======== Material for this exercise

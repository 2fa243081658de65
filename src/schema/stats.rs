//! Stat vectors shared by characters, items and modifiers.

use std::fmt;
use std::ops::{Add, AddAssign};
use std::str::FromStr;

use serde::{Deserialize, Serialize};

use super::{NameKind, SearchError};

/// A single named stat.
#[derive(Debug, Clone, Copy, PartialEq, Eq, Hash, PartialOrd, Ord, Serialize, Deserialize)]
#[serde(rename_all = "lowercase")]
pub enum Stat {
    Health,
    Attack,
    Defense,
    SpAttack,
    SpDefense,
    /// Crit chance as a fraction (0.1 = 10%).
    CritRate,
    /// Bonus crit damage on top of the base crit multiplier.
    CritDamage,
    /// Attack speed bonus in percent.
    Aps,
    /// Cooldown reduction as a fraction.
    Cdr,
    Lifesteal,
    Charge,
    Movement,
    Recovery,
}

impl Stat {
    /// Every stat, in display order.
    pub const ALL: [Stat; 13] = [
        Stat::Health,
        Stat::Attack,
        Stat::Defense,
        Stat::SpAttack,
        Stat::SpDefense,
        Stat::CritRate,
        Stat::CritDamage,
        Stat::Aps,
        Stat::Cdr,
        Stat::Lifesteal,
        Stat::Charge,
        Stat::Movement,
        Stat::Recovery,
    ];

    /// Lowercase name, identical to the serialized form and the metric name.
    pub fn name(self) -> &'static str {
        match self {
            Stat::Health => "health",
            Stat::Attack => "attack",
            Stat::Defense => "defense",
            Stat::SpAttack => "spattack",
            Stat::SpDefense => "spdefense",
            Stat::CritRate => "critrate",
            Stat::CritDamage => "critdamage",
            Stat::Aps => "aps",
            Stat::Cdr => "cdr",
            Stat::Lifesteal => "lifesteal",
            Stat::Charge => "charge",
            Stat::Movement => "movement",
            Stat::Recovery => "recovery",
        }
    }
}

impl fmt::Display for Stat {
    fn fmt(&self, f: &mut fmt::Formatter<'_>) -> fmt::Result {
        f.write_str(self.name())
    }
}

impl FromStr for Stat {
    type Err = SearchError;

    fn from_str(s: &str) -> Result<Self, Self::Err> {
        Stat::ALL
            .into_iter()
            .find(|stat| stat.name() == s)
            .ok_or_else(|| SearchError::UnknownName {
                kind: NameKind::Stat,
                name: s.to_string(),
            })
    }
}

/// A full stat vector. Missing fields deserialize as zero.
#[derive(Debug, Clone, Copy, Default, PartialEq, Serialize, Deserialize)]
#[serde(default)]
pub struct Stats {
    pub health: f64,
    pub attack: f64,
    pub defense: f64,
    pub spattack: f64,
    pub spdefense: f64,
    pub critrate: f64,
    pub critdamage: f64,
    pub aps: f64,
    pub cdr: f64,
    pub lifesteal: f64,
    pub charge: f64,
    pub movement: f64,
    pub recovery: f64,
}

impl Stats {
    /// A vector with a single non-zero stat.
    pub fn with(stat: Stat, value: f64) -> Self {
        let mut stats = Self::default();
        *stats.get_mut(stat) = value;
        stats
    }

    pub fn get(&self, stat: Stat) -> f64 {
        match stat {
            Stat::Health => self.health,
            Stat::Attack => self.attack,
            Stat::Defense => self.defense,
            Stat::SpAttack => self.spattack,
            Stat::SpDefense => self.spdefense,
            Stat::CritRate => self.critrate,
            Stat::CritDamage => self.critdamage,
            Stat::Aps => self.aps,
            Stat::Cdr => self.cdr,
            Stat::Lifesteal => self.lifesteal,
            Stat::Charge => self.charge,
            Stat::Movement => self.movement,
            Stat::Recovery => self.recovery,
        }
    }

    pub fn get_mut(&mut self, stat: Stat) -> &mut f64 {
        match stat {
            Stat::Health => &mut self.health,
            Stat::Attack => &mut self.attack,
            Stat::Defense => &mut self.defense,
            Stat::SpAttack => &mut self.spattack,
            Stat::SpDefense => &mut self.spdefense,
            Stat::CritRate => &mut self.critrate,
            Stat::CritDamage => &mut self.critdamage,
            Stat::Aps => &mut self.aps,
            Stat::Cdr => &mut self.cdr,
            Stat::Lifesteal => &mut self.lifesteal,
            Stat::Charge => &mut self.charge,
            Stat::Movement => &mut self.movement,
            Stat::Recovery => &mut self.recovery,
        }
    }

    /// Every stat multiplied by `factor`.
    pub fn scaled(&self, factor: f64) -> Self {
        let mut out = *self;
        for stat in Stat::ALL {
            *out.get_mut(stat) *= factor;
        }
        out
    }
}

impl AddAssign for Stats {
    fn add_assign(&mut self, rhs: Self) {
        for stat in Stat::ALL {
            *self.get_mut(stat) += rhs.get(stat);
        }
    }
}

impl Add for Stats {
    type Output = Stats;

    fn add(mut self, rhs: Self) -> Self::Output {
        self += rhs;
        self
    }
}

#[cfg(test)]
mod tests {
    use super::*;

    #[test]
    fn test_stat_names_roundtrip() {
        for stat in Stat::ALL {
            assert_eq!(stat.name().parse::<Stat>().unwrap(), stat);
        }
        assert!("speed".parse::<Stat>().is_err());
    }

    #[test]
    fn test_serde_name_matches_metric_name() {
        let json = serde_json::to_string(&Stat::SpAttack).unwrap();
        assert_eq!(json, "\"spattack\"");
    }

    #[test]
    fn test_add_and_scale() {
        let a = Stats::with(Stat::Attack, 10.0);
        let b = Stats {
            attack: 2.5,
            health: 100.0,
            ..Default::default()
        };
        let sum = a + b;
        assert_eq!(sum.attack, 12.5);
        assert_eq!(sum.health, 100.0);
        assert_eq!(sum.scaled(2.0).get(Stat::Health), 200.0);
    }

    #[test]
    fn test_partial_json_defaults_to_zero() {
        let stats: Stats = serde_json::from_str(r#"{"health": 8}"#).unwrap();
        assert_eq!(stats.health, 8.0);
        assert_eq!(stats.attack, 0.0);
    }
}
impl CharacterRecord {
    /// Base stats at `level` (1-15).
    pub fn stats_at(&self, level: u8) -> Stats {
        usize::from(level)
            .checked_sub(1)
            .and_then(|i| self.progression.get(i))
            .copied()
            .unwrap_or_default()
    }

    pub fn capabilities(&self) -> Capabilities {
        self.capabilities
    }

    fn refresh_capabilities(&mut self) {
        self.capabilities = Capabilities {
            crit: self.progression.last().is_some_and(|s| s.critrate > 0.0),
            stacks: self.stack_bonus.is_some(),
            physical: self.attack_type == AttackType::Physical,
        };
    }

    fn validate(&self) -> Result<(), CatalogError> {
        if self.progression.len() != usize::from(CHARACTER_MAX_LEVEL) {
            return Err(CatalogError::Malformed {
                record: format!("Character {}", self.name),
                reason: format!(
                    "{} level progression instead of {}",
                    self.progression.len(),
                    CHARACTER_MAX_LEVEL
                ),
            });
        }
        if self.boosted_every == 0 {
            return Err(CatalogError::Malformed {
                record: format!("Character {}", self.name),
                reason: "boosted_every must be at least 1".to_string(),
            });
        }
        for line in &self.lines {
            if line.choices.is_empty() {
                return Err(CatalogError::Malformed {
                    record: format!("Character {}", self.name),
                    reason: format!(
                        "ability line starting with {} has no choices",
                        line.starter.name
                    ),
                });
            }
        }
        Ok(())
    }
}

/// A cosmetic stat modifier ("emblem"). Stats may be negative.
#[derive(Debug, Clone, PartialEq, Serialize, Deserialize)]
pub struct ModifierRecord {
    pub name: String,
    #[serde(default)]
    pub families: Vec<String>,
    pub stats: Stats,
}

impl ModifierRecord {
    pub fn capabilities(&self) -> Capabilities {
        Capabilities {
            crit: self.stats.critrate > 0.0,
            ..Capabilities::NONE
        }
    }

    pub fn in_family(&self, family: &str) -> bool {
        self.families.iter().any(|f| f == family)
    }
}

/// Name-based access to static records.
pub trait CatalogProvider {
    fn lookup_item(&self, name: &str) -> Result<&ItemRecord, SearchError>;
    fn lookup_character(&self, name: &str) -> Result<&CharacterRecord, SearchError>;
    fn lookup_modifier(&self, name: &str) -> Result<&ModifierRecord, SearchError>;
    /// Every item, in catalog order.
    fn items(&self) -> &[ItemRecord];
    /// Every modifier, in catalog order.
    fn modifiers(&self) -> &[ModifierRecord];
}

/// On-disk layout of a catalog.
#[derive(Debug, Clone, Default, Serialize, Deserialize)]
pub struct CatalogData {
    #[serde(default)]
    pub characters: Vec<CharacterRecord>,
    #[serde(default)]
    pub items: Vec<ItemRecord>,
    #[serde(default)]
    pub modifiers: Vec<ModifierRecord>,
}

/// Validated, indexed, immutable registry.
#[derive(Debug, Clone, Default)]
pub struct Catalog {
    data: CatalogData,
    character_index: HashMap<String, usize>,
    item_index: HashMap<String, usize>,
    modifier_index: HashMap<String, usize>,
}

impl Catalog {
    /// Validate records, compute capability flags and build name indexes.
    pub fn new(mut data: CatalogData) -> Result<Self, CatalogError> {
        for character in &mut data.characters {
            character.validate()?;
            character.refresh_capabilities();
        }
        for item in &mut data.items {
            item.validate()?;
            item.refresh_capabilities();
        }

        let character_index = index_names("character", data.characters.iter().map(|c| &c.name))?;
        let item_index = index_names("item", data.items.iter().map(|i| &i.name))?;
        let modifier_index = index_names("modifier", data.modifiers.iter().map(|m| &m.name))?;

        log::debug!(
            "Catalog loaded: {} characters, {} items, {} modifiers",
            data.characters.len(),
            data.items.len(),
            data.modifiers.len()
        );

        Ok(Self {
            data,
            character_index,
            item_index,
            modifier_index,
        })
    }

    pub fn from_json_str(json: &str) -> Result<Self, CatalogError> {
        let data: CatalogData = serde_json::from_str(json)?;
        Self::new(data)
    }

    pub fn load<P: AsRef<Path>>(path: P) -> Result<Self, CatalogError> {
        let json = fs::read_to_string(path)?;
        Self::from_json_str(&json)
    }

    pub fn data(&self) -> &CatalogData {
        &self.data
    }

    pub fn characters(&self) -> &[CharacterRecord] {
        &self.data.characters
    }
}
//! Baseline-relative fitness for ranked searches.

use crate::schema::{CHARACTER_MAX_LEVEL, LevelWeighting, Role, SearchError, WeightProfile};

use crate::compute::metrics::LevelRecord;

/// Each sort key outweighs the next by this factor.
pub const PRIORITY_FACTOR: f64 = 4.0;

/// Level the `mid` profile peaks at.
const MID_PEAK: u8 = 8;

impl WeightProfile {
    pub fn weight(self, level: u8) -> f64 {
        let level = f64::from(level);
        match self {
            WeightProfile::Flat => 1.0,
            WeightProfile::Early => f64::from(CHARACTER_MAX_LEVEL) + 1.0 - level,
            WeightProfile::Late => level,
            WeightProfile::Mid => f64::from(MID_PEAK) - (level - f64::from(MID_PEAK)).abs(),
        }
    }

    /// Default profile for a character role.
    pub fn for_role(role: Role) -> Self {
        match role {
            Role::Attacker => WeightProfile::Late,
            Role::Speedster => WeightProfile::Early,
            Role::Defender | Role::Supporter => WeightProfile::Flat,
            Role::AllRounder => WeightProfile::Mid,
        }
    }
}

/// One weight per requested level, with the precomputed total.
#[derive(Debug, Clone, PartialEq)]
pub struct LevelWeights {
    weights: Vec<f64>,
    total: f64,
}

impl LevelWeights {
    pub fn new(levels: &[u8], weighting: &LevelWeighting) -> Result<Self, SearchError> {
        let weights = match weighting {
            LevelWeighting::Profile(profile) => {
                levels.iter().map(|&level| profile.weight(level)).collect()
            }
            LevelWeighting::Explicit(weights) => {
                if weights.len() != levels.len() {
                    return Err(SearchError::InvalidOption {
                        option: "weights",
                        reason: format!(
                            "{} weights given for {} levels",
                            weights.len(),
                            levels.len()
                        ),
                    });
                }
                if weights.iter().any(|w| !w.is_finite() || *w < 0.0) {
                    return Err(SearchError::InvalidOption {
                        option: "weights",
                        reason: "weights must be finite and non-negative".to_string(),
                    });
                }
                weights.clone()
            }
        };

        let total: f64 = weights.iter().sum();
        if !total.is_finite() || total <= 0.0 {
            return Err(SearchError::InvalidOption {
                option: "weights",
                reason: "weights must sum to a finite positive value".to_string(),
            });
        }
        Ok(Self { weights, total })
    }

    pub fn weights(&self) -> &[f64] {
        &self.weights
    }

    pub fn total(&self) -> f64 {
        self.total
    }
}

/// Relative change of `candidate` over `baseline`.
///
/// A zero baseline gives 0 for a zero candidate and the candidate's sign
/// otherwise.
pub fn deviation(candidate: f64, baseline: f64) -> f64 {
    if baseline == 0.0 {
        if candidate == 0.0 {
            0.0
        } else {
            candidate.signum()
        }
    } else {
        (candidate - baseline) / baseline
    }
}

/// Scores per-level records against a baseline.
#[derive(Debug, Clone)]
pub struct FitnessRanker {
    sort_keys: Vec<String>,
    weights: LevelWeights,
}

impl FitnessRanker {
    pub fn new(sort_keys: Vec<String>, weights: LevelWeights) -> Self {
        Self { sort_keys, weights }
    }

    pub fn sort_keys(&self) -> &[String] {
        &self.sort_keys
    }

    /// Fold every sort key's weighted mean deviation into one scalar, the
    /// first key dominating.
    pub fn score(&self, candidate: &[LevelRecord], baseline: &[LevelRecord]) -> f64 {
        let mut fitness = 0.0;
        for key in &self.sort_keys {
            let weighted: f64 = candidate
                .iter()
                .zip(baseline)
                .zip(self.weights.weights())
                .map(|((c, b), w)| {
                    let value = c.get(key).unwrap_or(0.0);
                    let base = b.get(key).unwrap_or(0.0);
                    deviation(value, base) * w
                })
                .sum();
            let contribution = weighted / self.weights.total();
            fitness = fitness * PRIORITY_FACTOR + contribution;
        }
        fitness
    }
}

#[cfg(test)]
mod tests {
    use super::*;

    fn record(level: u8, pairs: &[(&str, f64)]) -> LevelRecord {
        let mut record = LevelRecord::new(level);
        for (name, value) in pairs {
            record.values.insert(name.to_string(), *value);
        }
        record
    }

    #[test]
    fn test_deviation() {
        assert_eq!(deviation(150.0, 100.0), 0.5);
        assert_eq!(deviation(50.0, 100.0), -0.5);
        assert_eq!(deviation(0.0, 0.0), 0.0);
        assert_eq!(deviation(3.0, 0.0), 1.0);
        assert_eq!(deviation(-3.0, 0.0), -1.0);
    }

    #[test]
    fn test_profiles() {
        assert_eq!(WeightProfile::Early.weight(1), 15.0);
        assert_eq!(WeightProfile::Early.weight(15), 1.0);
        assert_eq!(WeightProfile::Late.weight(15), 15.0);
        assert_eq!(WeightProfile::Mid.weight(8), 8.0);
        assert_eq!(WeightProfile::Mid.weight(1), 1.0);
        assert_eq!(WeightProfile::Mid.weight(15), 1.0);
        assert_eq!(WeightProfile::Flat.weight(7), 1.0);
        assert_eq!(WeightProfile::for_role(Role::Attacker), WeightProfile::Late);
    }

    #[test]
    fn test_explicit_weights_validated() {
        let levels = [5, 6];
        assert!(LevelWeights::new(&levels, &LevelWeighting::Explicit(vec![1.0])).is_err());
        assert!(LevelWeights::new(&levels, &LevelWeighting::Explicit(vec![0.0, 0.0])).is_err());
        assert!(LevelWeights::new(&levels, &LevelWeighting::Explicit(vec![1.0, -1.0])).is_err());
        let overflow = LevelWeighting::Explicit(vec![f64::MAX, f64::MAX]);
        assert!(LevelWeights::new(&levels, &overflow).is_err());

        let weights =
            LevelWeights::new(&levels, &LevelWeighting::Explicit(vec![1.0, 3.0])).unwrap();
        assert_eq!(weights.total(), 4.0);
    }

    #[test]
    fn test_weighted_mean_deviation() {
        let levels = [1, 2];
        let weights =
            LevelWeights::new(&levels, &LevelWeighting::Explicit(vec![1.0, 3.0])).unwrap();
        let ranker = FitnessRanker::new(vec!["dps".to_string()], weights);

        let baseline = [record(1, &[("dps", 100.0)]), record(2, &[("dps", 100.0)])];
        let candidate = [record(1, &[("dps", 200.0)]), record(2, &[("dps", 100.0)])];
        // (1.0 * 1 + 0.0 * 3) / 4
        assert_eq!(ranker.score(&candidate, &baseline), 0.25);
    }

    #[test]
    fn test_priority_factor() {
        let levels = [1];
        let weights =
            LevelWeights::new(&levels, &LevelWeighting::Profile(WeightProfile::Flat)).unwrap();
        let ranker = FitnessRanker::new(vec!["dps".to_string(), "ehp".to_string()], weights);

        let baseline = [record(1, &[("dps", 100.0), ("ehp", 100.0)])];
        let candidate = [record(1, &[("dps", 150.0), ("ehp", 110.0)])];
        let score = ranker.score(&candidate, &baseline);
        assert!((score - (0.5 * 4.0 + 0.1)).abs() < 1e-12);
    }
}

================

Reproduce every line of the records containing the string "single".

→ Written answer:
/// A single named stat.
    /// A vector with a single non-zero stat.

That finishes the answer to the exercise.